ClassPruning: Speed Up Image Restoration Networks by Dynamic N:M Pruning
This addresses computational inefficiency in image restoration for applications requiring real-time or resource-constrained processing, but it is incremental as it builds on existing pruning and classification methods.
The paper tackles the inefficiency of static deep neural networks in image restoration by proposing ClassPruning, a pipeline that dynamically prunes networks based on image difficulty, saving about 40% FLOPs while maintaining performance.

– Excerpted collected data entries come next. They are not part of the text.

//! Text normalization and phrase matching rules.

use super::catalog::Pass;

/// Rendered text longer than this never matches.
pub const MAX_TEXT_LEN: usize = 50;
/// Phrases shorter than this only match exactly.
pub const MIN_FUZZY_PHRASE_LEN: usize = 5;
/// Plain prefix matches allow text up to this multiple of the phrase length.
pub const PREFIX_RATIO: usize = 3;
/// Word-boundary prefix and containment matches allow up to this multiple.
pub const WORD_RATIO: usize = 5;

/// Collapses whitespace runs to single spaces, trims and lowercases.
pub fn normalize(text: &str) -> String {
	text.split_whitespace()
		.collect::<Vec<_>>()
		.join(" ")
		.to_lowercase()
}

/// Whether normalized `text` counts as `phrase` for the given pass.
pub fn text_matches(text: &str, phrase: &str, pass: Pass) -> bool {
	let text_len = text.chars().count();
	if text_len == 0 || text_len > MAX_TEXT_LEN {
		return false;
	}
	if text == phrase {
		return true;
	}

	let phrase_len = phrase.chars().count();
	if phrase_len < MIN_FUZZY_PHRASE_LEN {
		return false;
	}

	if text.starts_with(phrase) && text_len <= phrase_len * PREFIX_RATIO {
		return true;
	}
	let within_word_cap = text_len <= phrase_len * WORD_RATIO;
	if within_word_cap && text.starts_with(phrase) && text[phrase.len()..].starts_with(' ') {
		return true;
	}
	pass == Pass::Reveal && within_word_cap && text.contains(phrase)
}
//! Wire types for the DevTools control channel.
//!
//! This crate holds the serializable shapes shared between the runtime
//! (which moves JSON frames over the socket) and the core crate (which
//! interprets them):
//!
//! - [`message`]: request / response / event envelopes
//! - [`target`]: target descriptors and the result payloads of the
//!   `Target.*` and `Runtime.*` methods the manager uses
//! - [`status`]: the status strings returned by the injected matcher

pub mod message;
pub mod methods;
pub mod status;
pub mod target;

pub use message::{Event, Message, Request, Response, ResponseError};
pub use status::{MatcherStatus, ParseStatusError};
pub use target::{
	AttachToTargetResult, EvaluateResult, GetTargetsResult, RemoteObject, TargetCreated,
	TargetDestroyed, TargetDetached, TargetInfo, VersionInfo,
};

Image restoration tasks have achieved tremendous performance improvements with the rapid advancement of deep neural networks. However, most prevalent deep learning models perform inference statically, ignoring that different images have varying restoration difficulties and lightly degraded images can be well restored by slimmer subnetworks. To this end, we propose a new solution pipeline dubbed ClassPruning that utilizes networks with different capabilities to process images with varying restoration difficulties. In particular, we use a lightweight classifier to identify the image restoration difficulty, and then the sparse subnetworks with different capabilities can be sampled based on predicted difficulty by performing dynamic N:M fine-grained structured pruning on base restoration networks. We further propose a novel training strategy along with two additional loss terms to stabilize training and improve performance. Experiments demonstrate that ClassPruning can help existing methods save approximately 40% FLOPs while maintaining performance.